Voilà Ariane 5 qui s’envole, avec à son bord les deux satellites Intelsat 33e et Intelsat 36. Ce sont les 57e et 58e satellites de l’opérateur Intelsat a être lancés par Arianespace. Ils permettront de répondre « aux besoins de connectivité à haut débit et de haute qualité des opérateurs de télécommunications, des entreprises, de l’aéronautique et de divers médias », indique le service presse d’Arianespace.
Un peu plus de deux minutes après le décollage, les étages d’accélération à poudre sont largués à moins de 100 kilomètres d’altitude et retombent. « Les boosters finissent dans l’océan, loin des routes maritimes. Il n’y a aucune récupération et réutilisation de ces matériaux. L’impact est minime car c’est une zone très profonde et les réservoirs sont vides. L’étage supérieur, quant à lui, se sépare des satellites plus haut en altitude, il ne retombe pas. Il est envoyé sur une orbite cimetière, où les satellites en fin de vie et les autres déchets de l’espace gravitent », explique Pierre Lafuma. Devant notre air dubitatif, il insiste sur l’absence de problème lié à cet orbite. « Il y a de nombreux déchets mais c’est un anneau de dimension gigantesque, nous ne manquons pas de place. »
Intelsat 33e se sépare 28 minutes après le décollage, Intelsat 36 se sépare quant à lui au bout de 41 minutes.
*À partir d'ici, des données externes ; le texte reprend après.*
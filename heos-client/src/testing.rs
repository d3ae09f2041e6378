//! In-process fake device for tests.

use crate::connection::{Channel, Connection, ConnectionConfig, ConnectionStatus, Endpoint};
use crate::observer::Observer;
use heos_protocol::{Command, Message, ProtocolError, Request};
use parking_lot::Mutex;
use serde_json::{json, Value};
use std::sync::Arc;
use std::time::Duration;
use tokio::io::{AsyncBufReadExt, AsyncWriteExt, BufReader};
use tokio::net::tcp::{OwnedReadHalf, OwnedWriteHalf};
use tokio::net::{TcpListener, TcpStream};

/// Listens on loopback and plays the device side of both channels.
pub(crate) struct FakeDevice {
    listener: TcpListener,
}

impl FakeDevice {
    pub async fn bind() -> Self {
        let listener = TcpListener::bind("127.0.0.1:0").await.unwrap();
        Self { listener }
    }

    pub fn endpoint(&self) -> Endpoint {
        self.listener.local_addr().unwrap().into()
    }

    pub fn config(&self) -> ConnectionConfig {
        ConnectionConfig::new(self.endpoint()).with_connect_timeout(Duration::from_secs(2))
    }

    /// Connects `connection` and returns the device ends of both channels.
    pub async fn accept(&self, connection: &Connection) -> DeviceSide {
        let (connected, accepted) = tokio::join!(connection.connect(), async {
            let (command, _) = self.listener.accept().await.unwrap();
            let (event, _) = self.listener.accept().await.unwrap();
            (command, event)
        });
        connected.unwrap();
        assert_eq!(connection.status(), ConnectionStatus::Connected);

        let (command, event) = accepted;
        DeviceSide {
            command: DeviceChannel::new(command.into_split()),
            event: DeviceChannel::new(event.into_split()),
        }
    }

    /// Accepts one channel, then stops listening.
    pub async fn accept_one_and_stop(self) -> TcpStream {
        let (stream, _) = self.listener.accept().await.unwrap();
        stream
    }
}

/// Starts a fake device and a connection to it.
pub(crate) async fn connected() -> (Connection, DeviceSide, Arc<RecordingObserver>) {
    connected_with(|config| config).await
}

pub(crate) async fn connected_with(
    configure: impl FnOnce(ConnectionConfig) -> ConnectionConfig,
) -> (Connection, DeviceSide, Arc<RecordingObserver>) {
    let device = FakeDevice::bind().await;
    let observer = Arc::new(RecordingObserver::default());
    let connection = Connection::with_observer(configure(device.config()), observer.clone());
    let side = device.accept(&connection).await;
    (connection, side, observer)
}

pub(crate) struct DeviceSide {
    pub command: DeviceChannel,
    pub event: DeviceChannel,
}

pub(crate) struct DeviceChannel {
    reader: BufReader<OwnedReadHalf>,
    writer: OwnedWriteHalf,
}

impl DeviceChannel {
    fn new((reader, writer): (OwnedReadHalf, OwnedWriteHalf)) -> Self {
        Self {
            reader: BufReader::new(reader),
            writer,
        }
    }

    /// Reads one request line.
    pub async fn read_request(&mut self) -> Request {
        let mut line = String::new();
        let n = tokio::time::timeout(Duration::from_secs(5), self.reader.read_line(&mut line))
            .await
            .expect("no request within 5s")
            .unwrap();
        assert!(n > 0, "channel closed");
        Request::parse(&line).unwrap()
    }

    /// Asserts that no request arrives within `within`.
    pub async fn expect_silence(&mut self, within: Duration) {
        let mut line = String::new();
        let result = tokio::time::timeout(within, self.reader.read_line(&mut line)).await;
        assert!(result.is_err(), "unexpected request: {:?}", line);
    }

    /// Asserts that the client closes the channel.
    pub async fn expect_closed(&mut self) {
        let mut line = String::new();
        let read = tokio::time::timeout(Duration::from_secs(2), self.reader.read_line(&mut line))
            .await
            .expect("channel still open after 2s");
        assert!(matches!(read, Ok(0) | Err(_)), "unexpected data: {:?}", line);
    }

    pub async fn write_raw(&mut self, data: &[u8]) {
        self.writer.write_all(data).await.unwrap();
        self.writer.flush().await.unwrap();
    }

    pub async fn write_json(&mut self, value: &Value) {
        let mut data = serde_json::to_vec(value).unwrap();
        data.extend_from_slice(b"\r\n");
        self.write_raw(&data).await;
    }

    pub async fn respond(&mut self, command: Command, message: &str) {
        self.write_json(&response(command, "success", message)).await;
    }

    pub async fn respond_with_payload(&mut self, command: Command, message: &str, payload: Value) {
        let mut value = response(command, "success", message);
        value["payload"] = payload;
        self.write_json(&value).await;
    }

    pub async fn fail(&mut self, command: Command, message: &str) {
        self.write_json(&response(command, "fail", message)).await;
    }

    /// Reads the next request, asserts its command and echoes its query as a success.
    pub async fn ack(&mut self, expected: Command) -> Request {
        let request = self.read_request().await;
        assert_eq!(request.command, expected);
        self.respond(expected, &request.query.to_string()).await;
        request
    }

    pub async fn shutdown(mut self) {
        let _ = self.writer.shutdown().await;
    }
}

pub(crate) fn response(command: Command, result: &str, message: &str) -> Value {
    json!({"heos": {"command": command.as_str(), "result": result, "message": message}})
}

/// Polls `condition` until it holds or two seconds pass.
pub(crate) async fn wait_until(mut condition: impl FnMut() -> bool) {
    for _ in 0..200 {
        if condition() {
            return;
        }
        tokio::time::sleep(Duration::from_millis(10)).await;
    }
    panic!("condition not met within 2s");
}

#[derive(Debug, Clone, PartialEq, Eq)]
pub(crate) enum Observed {
    Status(ConnectionStatus, ConnectionStatus),
    Dropped(Channel),
    Unmatched(Channel, String),
    Processing(Channel, Command),
    UnknownEvent(String),
}

#[derive(Default)]
pub(crate) struct RecordingObserver {
    pub seen: Mutex<Vec<Observed>>,
}

impl RecordingObserver {
    pub fn contains(&self, observed: &Observed) -> bool {
        self.seen.lock().contains(observed)
    }

    pub fn statuses(&self) -> Vec<ConnectionStatus> {
        self.seen
            .lock()
            .iter()
            .filter_map(|o| match o {
                Observed::Status(_, to) => Some(*to),
                _ => None,
            })
            .collect()
    }
}

impl Observer for RecordingObserver {
    fn status_changed(&self, from: ConnectionStatus, to: ConnectionStatus) {
        self.seen.lock().push(Observed::Status(from, to));
    }

    fn message_dropped(&self, channel: Channel, _error: &ProtocolError) {
        self.seen.lock().push(Observed::Dropped(channel));
    }

    fn unmatched_response(&self, channel: Channel, message: &Message) {
        self.seen
            .lock()
            .push(Observed::Unmatched(channel, message.command().to_string()));
    }

    fn command_processing(&self, channel: Channel, command: Command) {
        self.seen.lock().push(Observed::Processing(channel, command));
    }

    fn unknown_event(&self, message: &Message) {
        self.seen
            .lock()
            .push(Observed::UnknownEvent(message.command().to_string()));
    }
}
Les deux satellites répondent, les opérateurs au sol confirment qu’ils fonctionnent. Dans la salle de contrôle Jupiter, les différents acteurs de cette mission sourient et se félicitent les uns et les autres. Un nouveau lancement réussi.
L’industrie spatiale anime de nombreuses problématiques, environnementales ou économiques, mais malgré cela un lancement reste toujours aussi impressionnant. Et nous sommes nombreux à faire le déplacement, que ce soit au centre spatial, où le public peut gratuitement assister au décollage depuis des zones rapprochées, ou sur les hauteurs et les plages de Guyane, pour observer ce spectacle.